Monday 30 March 2009

Touching lives in PNG

Today, I want to share two stories with you...


I first met Robert a couple of weeks ago.  He is a 3rd year student at Melanesian Nazarene Bible College which is located just down the road from Kudjip.  He became a Christian several years ago and is now following God's call to ministry.  During a clinic visit, I noticed that there was something wrong with Robert's eyes.  I learned that he is completely blind in his right eye, and almost blind in the left due to an abnormal pupil and cataract.  He tries to read by holding a small magnifying glass very close between his face and the book.  Another student sits with him in class to take notes and his wife also helps him with the reading.  This week we were able to refer him to an eye specialist in the district capital.  Someone from the US. has made a donation to purchase a Pidgin audio Bible so that Robert can listen to and study the Word even if he can't read it.  I'm not sure if anything can be done to improve his sight, but I am excited to explore every possibility for helping this young pastor!

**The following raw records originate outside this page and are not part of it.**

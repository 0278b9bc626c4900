use std::time::Duration;

use serde::{Deserialize, Serialize};

/// Error taxonomy for activities (spec §7). Workflows branch on
/// `retryable` and on the `ProviderLimitReached` variant specifically,
/// since that one carries its own resume delay rather than using the
/// generic retry backoff.
#[derive(Debug, Clone, Serialize, Deserialize, thiserror::Error)]
pub enum ActivityError {
    #[error("validation failed: {0}")]
    Validation(String),

    #[error("provider account disconnected")]
    AccountDisconnected,

    #[error("transient provider error: {0}")]
    Transient(String),

    #[error("provider rate/connection limit reached, retry after {retry_after_hours}h")]
    ProviderLimitReached { retry_after_hours: i64 },

    #[error("{entity} not found")]
    NotFound { entity: String },

    #[error("unknown action type: {0}")]
    UnknownActionType(String),
}

impl ActivityError {
    #[must_use]
    pub fn retryable(&self) -> bool {
        match self {
            Self::Validation(_)
            | Self::AccountDisconnected
            | Self::UnknownActionType(_) => false,
            Self::Transient(_) | Self::ProviderLimitReached { .. } | Self::NotFound { .. } => true,
        }
    }
}

/// Retry policy shared by all activities: initial 1s, backoff x2, capped at
/// 30s, at most `max_attempts` tries. `ProviderLimitReached` is handled by
/// the caller (it carries its own wait) and is never passed through this
/// policy's retry loop.
#[derive(Debug, Clone, Copy)]
pub struct RetryPolicy {
    pub initial_delay: Duration,
    pub backoff_factor: u32,
    pub max_delay: Duration,
    pub max_attempts: u32,
}

impl Default for RetryPolicy {
    fn default() -> Self {
        Self {
            initial_delay: Duration::from_secs(1),
            backoff_factor: 2,
            max_delay: Duration::from_secs(30),
            max_attempts: 3,
        }
    }
}

impl RetryPolicy {
    #[must_use]
    pub fn delay_for_attempt(&self, attempt: u32) -> Duration {
        let multiplier = self.backoff_factor.saturating_pow(attempt.min(16));
        self.initial_delay
            .saturating_mul(multiplier)
            .min(self.max_delay)
    }

    /// Runs `op`, retrying non-retryable-excluded failures per policy.
    /// Stops immediately on a non-retryable error.
    pub async fn run<T, F, Fut>(&self, mut op: F) -> Result<T, ActivityError>
    where
        F: FnMut() -> Fut,
        Fut: std::future::Future<Output = Result<T, ActivityError>>,
    {
        let mut attempt = 0u32;
        loop {
            match op().await {
                Ok(value) => return Ok(value),
                Err(err) if !err.retryable() => {
                    tracing::error!(error = %err, "activity failed non-retryably");
                    return Err(err);
                }
                Err(err) if attempt + 1 >= self.max_attempts => {
                    tracing::error!(error = %err, attempt, "activity exhausted retry budget");
                    return Err(err);
                }
                Err(err) => {
                    let delay = self.delay_for_attempt(attempt);
                    tracing::warn!(error = %err, attempt, delay_ms = %delay.as_millis(), "retrying activity");
                    tokio::time::sleep(delay).await;
                    attempt += 1;
                }
            }
        }
    }
}

#[cfg(test)]
mod tests {
    use super::*;

    #[test]
    fn validation_errors_are_not_retryable() {
        assert!(!ActivityError::Validation("bad url".into()).retryable());
    }

    #[test]
    fn account_disconnected_is_not_retryable() {
        assert!(!ActivityError::AccountDisconnected.retryable());
    }

    #[test]
    fn unknown_action_type_is_not_retryable() {
        assert!(!ActivityError::UnknownActionType("frobnicate".into()).retryable());
    }

    #[test]
    fn transient_and_limit_errors_are_retryable() {
        assert!(ActivityError::Transient("timeout".into()).retryable());
        assert!(ActivityError::ProviderLimitReached { retry_after_hours: 24 }.retryable());
        assert!(ActivityError::NotFound { entity: "lead".into() }.retryable());
    }

    #[test]
    fn backoff_doubles_and_caps() {
        let policy = RetryPolicy::default();
        assert_eq!(policy.delay_for_attempt(0), Duration::from_secs(1));
        assert_eq!(policy.delay_for_attempt(1), Duration::from_secs(2));
        assert_eq!(policy.delay_for_attempt(2), Duration::from_secs(4));
        assert_eq!(policy.delay_for_attempt(10), Duration::from_secs(30));
    }

    #[tokio::test]
    async fn run_stops_immediately_on_non_retryable() {
        let policy = RetryPolicy::default();
        let calls = std::sync::atomic::AtomicU32::new(0);
        let result: Result<(), ActivityError> = policy
            .run(|| {
                calls.fetch_add(1, std::sync::atomic::Ordering::SeqCst);
                async { Err(ActivityError::Validation("bad".into())) }
            })
            .await;
        assert!(result.is_err());
        assert_eq!(calls.load(std::sync::atomic::Ordering::SeqCst), 1);
    }

    #[tokio::test]
    async fn run_retries_up_to_max_attempts() {
        let policy = RetryPolicy {
            initial_delay: Duration::from_millis(1),
            backoff_factor: 2,
            max_delay: Duration::from_millis(4),
            max_attempts: 3,
        };
        let calls = std::sync::atomic::AtomicU32::new(0);
        let result: Result<(), ActivityError> = policy
            .run(|| {
                calls.fetch_add(1, std::sync::atomic::Ordering::SeqCst);
                async { Err(ActivityError::Transient("timeout".into())) }
            })
            .await;
        assert!(result.is_err());
        assert_eq!(calls.load(std::sync::atomic::Ordering::SeqCst), 3);
    }

    #[tokio::test]
    async fn run_succeeds_after_transient_failure() {
        let policy = RetryPolicy {
            initial_delay: Duration::from_millis(1),
            backoff_factor: 2,
            max_delay: Duration::from_millis(4),
            max_attempts: 3,
        };
        let calls = std::sync::atomic::AtomicU32::new(0);
        let result = policy
            .run(|| {
                let n = calls.fetch_add(1, std::sync::atomic::Ordering::SeqCst);
                async move {
                    if n == 0 {
                        Err(ActivityError::Transient("flaky".into()))
                    } else {
                        Ok(42)
                    }
                }
            })
            .await;
        assert_eq!(result.unwrap(), 42);
    }
}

Meti is one of my dearest PNGian friends.  She is our “haus meri,” helping to keep Becky and I in order by cleaning our home and working in the garden.  She is also teaching me Pidgin and other such things about PNG.  Meti has an amazing testimony.  As a young woman, she was forced to marry a man she did not know.  Her husband later abandoned her for another wife.  She is now a single mother, supporting and raising three children on her own.  She feels that God has called to minister missionaries, widows, and orphans... and what a ministry she has!  Meti has been elected as a delegate to General Assembly for Church of the Nazarene.  It is her prayer to travel to the US and represent PNG at General Assembly this coming summer, and she has incredible faith that God will answer.  She has been working and saving for two years now, and has almost enough for 1/2 of a plane ticket... but so much farther to go!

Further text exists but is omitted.